As she passed under the broken archway, she turned and waved. His blue eyes still followed her through the yellow twilight.
Down through the hunchback town she went. Its streets were deformed, steeply descending, scarcely more than a yard wide. It was eloquent with memories of unrecorded fights, in which a handful had held Porto Venere against armies. Beneath its close-packed roofs it was already night. Before little shrines in the walls candles glistened. Sailor-men, with gaudy sashes round their waists, bowed their heads and crossed themselves reverently as they passed. In crooked doorways mothers sat suckling their babies—madonnas with the oval faces and kind eyes that Raphael loved to paint. To them the mystery of love was divulged; many of them no older than Kay.

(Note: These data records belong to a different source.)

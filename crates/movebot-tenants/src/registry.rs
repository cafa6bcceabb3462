use std::sync::{Arc, Mutex};
use std::time::{Duration, Instant};

use dashmap::DashMap;
use rusqlite::Connection;
use tracing::{debug, info, instrument};

use movebot_core::types::Provider;

use crate::crypto::CredentialCipher;
use crate::error::{Result, TenantError};
use crate::types::{TenantConfig, TenantContext};

/// Default cache TTL for resolved bindings.
const CACHE_TTL: Duration = Duration::from_secs(300);

/// Only the ciphertext is cached; credentials are decrypted per use so a
/// rotated blob takes effect on the next resolve after expiry.
struct CachedBinding {
    tenant_id: String,
    config_json: String,
    credentials_blob: Vec<u8>,
    fetched_at: Instant,
}

/// Resolves `(provider, provider_account_id)` to a tenant context.
///
/// Read-mostly: the dashmap cache serves the hot ingress path; the database
/// is only hit on a miss or after TTL expiry.
pub struct TenantRegistry {
    db: Mutex<Connection>,
    cipher: Arc<dyn CredentialCipher>,
    cache: DashMap<(Provider, String), CachedBinding>,
    ttl: Duration,
}

impl TenantRegistry {
    pub fn new(conn: Connection, cipher: Arc<dyn CredentialCipher>) -> Self {
        Self {
            db: Mutex::new(conn),
            cipher,
            cache: DashMap::new(),
            ttl: CACHE_TTL,
        }
    }

    #[cfg(test)]
    fn with_ttl(mut self, ttl: Duration) -> Self {
        self.ttl = ttl;
        self
    }

    /// Resolve an inbound request to its tenant, or fail without revealing
    /// tenant/provider identifiers in the error.
    #[instrument(skip(self), fields(provider = %provider))]
    pub fn resolve(&self, provider: Provider, provider_account_id: &str) -> Result<TenantContext> {
        let key = (provider, provider_account_id.to_string());

        if let Some(cached) = self.cache.get(&key) {
            if cached.fetched_at.elapsed() < self.ttl {
                debug!("binding cache hit");
                return self.build_context(provider, &cached);
            }
        }

        let row = self.fetch_binding(provider, provider_account_id)?;
        let ctx = self.build_context(provider, &row)?;
        self.cache.insert(key, row);
        Ok(ctx)
    }

    /// Register a tenant with one channel binding. Used by provisioning and
    /// tests; the admin surface proper is out of scope.
    pub fn register_tenant(
        &self,
        tenant_id: &str,
        config: &TenantConfig,
        provider: Provider,
        provider_account_id: &str,
        credentials_blob: &[u8],
    ) -> Result<()> {
        let now = chrono::Utc::now().to_rfc3339();
        let config_json = serde_json::to_string(config)?;
        let db = self.db.lock().unwrap();
        db.execute(
            "INSERT OR REPLACE INTO tenants (id, is_active, config, created_at, updated_at)
             VALUES (?1, 1, ?2, ?3, ?3)",
            rusqlite::params![tenant_id, config_json, now],
        )?;
        db.execute(
            "INSERT OR REPLACE INTO channel_bindings
             (tenant_id, provider, provider_account_id, credentials_blob, is_active, created_at)
             VALUES (?1, ?2, ?3, ?4, 1, ?5)",
            rusqlite::params![tenant_id, provider.as_str(), provider_account_id, credentials_blob, now],
        )?;
        info!(tenant_id, provider = %provider, "tenant binding registered");
        Ok(())
    }

    /// Decrypted credentials for a known tenant's binding. Used by job
    /// handlers, which carry a `tenant_id` instead of an account id.
    pub fn credentials(
        &self,
        tenant_id: &str,
        provider: Provider,
    ) -> Result<crate::types::ChannelCredentials> {
        let blob: Vec<u8> = {
            let db = self.db.lock().unwrap();
            match db.query_row(
                "SELECT credentials_blob FROM channel_bindings
                 WHERE tenant_id = ?1 AND provider = ?2 AND is_active = 1",
                rusqlite::params![tenant_id, provider.as_str()],
                |row| row.get(0),
            ) {
                Ok(blob) => blob,
                Err(rusqlite::Error::QueryReturnedNoRows) => {
                    return Err(TenantError::BindingNotFound)
                }
                Err(e) => return Err(TenantError::Database(e)),
            }
        };
        let context_tag = format!("{}:{}", tenant_id, provider.as_str());
        self.cipher.open(&context_tag, &blob)
    }

    /// A known tenant's config blob.
    pub fn tenant_config(&self, tenant_id: &str) -> Result<TenantConfig> {
        let config_json: String = {
            let db = self.db.lock().unwrap();
            match db.query_row(
                "SELECT config FROM tenants WHERE id = ?1 AND is_active = 1",
                [tenant_id],
                |row| row.get(0),
            ) {
                Ok(json) => json,
                Err(rusqlite::Error::QueryReturnedNoRows) => {
                    return Err(TenantError::BindingNotFound)
                }
                Err(e) => return Err(TenantError::Database(e)),
            }
        };
        Ok(serde_json::from_str(&config_json)?)
    }

    fn fetch_binding(&self, provider: Provider, provider_account_id: &str) -> Result<CachedBinding> {
        let db = self.db.lock().unwrap();
        let row = db.query_row(
            "SELECT b.tenant_id, t.config, b.credentials_blob
             FROM channel_bindings b
             JOIN tenants t ON t.id = b.tenant_id
             WHERE b.provider = ?1 AND b.provider_account_id = ?2
               AND b.is_active = 1 AND t.is_active = 1",
            rusqlite::params![provider.as_str(), provider_account_id],
            |row| {
                Ok(CachedBinding {
                    tenant_id: row.get(0)?,
                    config_json: row.get(1)?,
                    credentials_blob: row.get(2)?,
                    fetched_at: Instant::now(),
                })
            },
        );
        match row {
            Ok(r) => Ok(r),
            Err(rusqlite::Error::QueryReturnedNoRows) => Err(TenantError::BindingNotFound),
            Err(e) => Err(TenantError::Database(e)),
        }
    }

    fn build_context(&self, provider: Provider, row: &CachedBinding) -> Result<TenantContext> {
        let config: TenantConfig = serde_json::from_str(&row.config_json)?;
        let context_tag = format!("{}:{}", row.tenant_id, provider.as_str());
        let credentials = self.cipher.open(&context_tag, &row.credentials_blob)?;
        Ok(TenantContext {
            tenant_id: row.tenant_id.clone(),
            provider,
            config,
            credentials,
        })
    }
}

#[cfg(test)]
mod tests {
    use super::*;
    use crate::crypto::TaggedPlainCipher;
    use crate::db::init_db;
    use crate::types::ChannelCredentials;

    fn registry() -> TenantRegistry {
        let conn = Connection::open_in_memory().expect("open failed");
        init_db(&conn).expect("init failed");
        TenantRegistry::new(conn, Arc::new(TaggedPlainCipher::new(b"k".to_vec())))
    }

    fn seed(reg: &TenantRegistry, tenant: &str, account: &str) {
        let cipher = TaggedPlainCipher::new(b"k".to_vec());
        let blob = cipher
            .seal(
                &format!("{tenant}:telegram"),
                &ChannelCredentials {
                    api_token: "tok".to_string(),
                    extra: serde_json::Map::new(),
                },
            )
            .expect("seal failed");
        reg.register_tenant(tenant, &TenantConfig::default(), Provider::Telegram, account, &blob)
            .expect("register failed");
    }

    #[test]
    fn resolve_known_binding() {
        let reg = registry();
        seed(&reg, "t1", "bot-1");
        let ctx = reg.resolve(Provider::Telegram, "bot-1").expect("resolve failed");
        assert_eq!(ctx.tenant_id, "t1");
        assert_eq!(ctx.credentials.api_token, "tok");
    }

    #[test]
    fn resolve_unknown_binding_fails_without_identifiers() {
        let reg = registry();
        let err = reg
            .resolve(Provider::Telegram, "ghost")
            .expect_err("expected failure");
        assert!(matches!(err, TenantError::BindingNotFound));
        assert!(!err.to_string().contains("ghost"));
    }

    #[test]
    fn second_resolve_served_from_cache() {
        let reg = registry();
        seed(&reg, "t1", "bot-1");
        reg.resolve(Provider::Telegram, "bot-1").expect("resolve failed");
        // Drop the row behind the cache's back; a cached resolve still works.
        {
            let db = reg.db.lock().unwrap();
            db.execute("DELETE FROM channel_bindings", []).expect("delete failed");
        }
        let ctx = reg.resolve(Provider::Telegram, "bot-1").expect("cached resolve failed");
        assert_eq!(ctx.tenant_id, "t1");
    }

    #[test]
    fn expired_cache_refetches() {
        let reg = registry().with_ttl(Duration::ZERO);
        seed(&reg, "t1", "bot-1");
        reg.resolve(Provider::Telegram, "bot-1").expect("resolve failed");
        {
            let db = reg.db.lock().unwrap();
            db.execute("DELETE FROM channel_bindings", []).expect("delete failed");
        }
        assert!(matches!(
            reg.resolve(Provider::Telegram, "bot-1"),
            Err(TenantError::BindingNotFound)
        ));
    }

    #[test]
    fn cross_tenant_blob_reuse_is_rejected() {
        let reg = registry();
        // Seal a blob for t1 but register it under t2 — the context tag
        // embeds the tenant id, so decryption must fail.
        let cipher = TaggedPlainCipher::new(b"k".to_vec());
        let blob = cipher
            .seal(
                "t1:telegram",
                &ChannelCredentials {
                    api_token: "tok".to_string(),
                    extra: serde_json::Map::new(),
                },
            )
            .expect("seal failed");
        reg.register_tenant("t2", &TenantConfig::default(), Provider::Telegram, "bot-2", &blob)
            .expect("register failed");
        assert!(matches!(
            reg.resolve(Provider::Telegram, "bot-2"),
            Err(TenantError::CryptoContextMismatch)
        ));
    }
}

After her great fear she was strangely elated. She had seen admiration in a man’s eyes. “Why should you want to paint me?” She could hear his deep voice replying, “Because you are beautiful.” Then came the wistful knowledge of life’s brevity, “What is beautiful dies.” She had never thought of that—that she and Harry and Peter, and all this world which was hers to-day must die. The old town with its defaced magnificence, its battered heraldry, its generations of lover-adventurers who had left not even their names behind them—everything reminded her, “What is beautiful dies.” She was consumed with a desire she had never known before—to experience the rage of life.
Why was it? What had made her waken? Was it contact with a primitive and virile personality? She had gained a new understanding of manhood. Would Harry be like that, if he lived to-day as though it were a thousand years ago?
She stepped into the boat, curling herself in the prow among nets where she would be out of the way of the sail. Darkness was stealing across the sky, a monstrous shadow-bird whose wings roofed in the gulf from shore to shore. The sail began to bulge; the boat lay over on its side. Outlines of wooded hills grew vague. To the north Spezia lay, a blazing jewel. At the mast-heads of anchored men-of-war lanterns twinkled faintly. She trailed her hand, watching how the water ran phosphorescent through her fingers. A fisher-boat crept out of the dusk. A guitar was being played. A man’s voice and a girl’s, singing full-throatedly! They faded voluptuously into silence.
“Because you are beautiful.” Her young heart beat flutteringly. Had others thought it and been afraid to tell her? She leant back her head; stars gazed down on her, approvingly and placid-eyed. All sounds and sights were touched with poetry. The whole of life before her! Peter and Harry waiting! So much of youth to spend; so many choices! Yet, only one choice—Peter.
A voice hailed her. “Hulloa! Is that you, Kay?”
So soon! She sat up. San Terenzo with its golden eyes! On the crazy quay she made out two blurs of white.
“Yes, Peter, it’s Kay. Is Harry with you?”
Before the boat had stopped, as it nosed its way along the side, Harry leapt in. “At last! It’s you.”